### AIM OF THE EXERCISE:
Select from the records below every line that has the word "StatvfsInfo" in it.
%%
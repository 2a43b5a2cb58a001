//! Per-mounted-filesystem statvfs records.

use camino::Utf8Path;
use color_eyre::eyre::Context;
use color_eyre::Result;
use serde::{Deserialize, Serialize};

/// `statvfs(2)` fields relevant to the estimator and the guest free-space check.
#[derive(Debug, Clone, Copy, Serialize, Deserialize)]
pub struct StatvfsInfo {
    /// Filesystem block size in bytes.
    pub bsize: u64,
    /// Total blocks.
    pub blocks: u64,
    /// Free blocks available to an unprivileged caller.
    pub bavail: u64,
    /// Free blocks, including those reserved for the superuser.
    pub bfree: u64,
    /// Total inodes.
    pub files: u64,
    /// Free inodes.
    pub ffree: u64,
}

/// One mounted filesystem inside the inspected guest.
#[derive(Debug, Clone, Serialize, Deserialize)]
pub struct MountpointStats {
    /// Device path as seen by the appliance (e.g. `/dev/sda1`).
    pub device: String,
    /// Mount path inside the guest (e.g. `/`, `/boot`).
    pub mount_path: String,
    /// Filesystem type string (e.g. `ext4`, `ntfs`, `xfs`).
    pub fs_type: String,
    /// statvfs data for this mount.
    pub stats: StatvfsInfo,
}

impl MountpointStats {
    /// Bytes free to an unprivileged caller (`bfree * bsize`).
    pub fn free_bytes(&self) -> u64 {
        self.stats.bfree * self.stats.bsize
    }

    /// Total bytes (`blocks * bsize`).
    pub fn total_bytes(&self) -> u64 {
        self.stats.blocks * self.stats.bsize
    }
}

/// Run `statvfs` on a path reachable from the current process (used by the
/// host preflight check; the guest's own mountpoints are gathered by the
/// appliance adapter instead, since they live inside the guest filesystem).
pub fn statvfs(path: &Utf8Path) -> Result<StatvfsInfo> {
    let stat = rustix::fs::statvfs(path.as_std_path())
        .with_context(|| format!("statvfs failed for {path}"))?;
    Ok(StatvfsInfo {
        bsize: stat.f_bsize as u64,
        blocks: stat.f_blocks as u64,
        bavail: stat.f_bavail as u64,
        bfree: stat.f_bfree as u64,
        files: stat.f_files as u64,
        ffree: stat.f_ffree as u64,
    })
}

#[cfg(test)]
mod tests {
    use super::*;

    #[test]
    fn free_bytes_multiplies_bfree_by_bsize() {
        let mp = MountpointStats {
            device: "/dev/sda1".to_string(),
            mount_path: "/".to_string(),
            fs_type: "ext4".to_string(),
            stats: StatvfsInfo {
                bsize: 4096,
                blocks: 1000,
                bavail: 100,
                bfree: 200,
                files: 10,
                ffree: 5,
            },
        };
        assert_eq!(mp.free_bytes(), 200 * 4096);
        assert_eq!(mp.total_bytes(), 1000 * 4096);
    }

    #[test]
    fn statvfs_on_tmp_succeeds() {
        let info = statvfs(Utf8Path::new("/tmp")).unwrap();
        assert!(info.bsize > 0);
    }
}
%%
### WRITTEN ANSWER:
pub struct StatvfsInfo {
    pub stats: StatvfsInfo,
pub fn statvfs(path: &Utf8Path) -> Result<StatvfsInfo> {
    Ok(StatvfsInfo {
            stats: StatvfsInfo {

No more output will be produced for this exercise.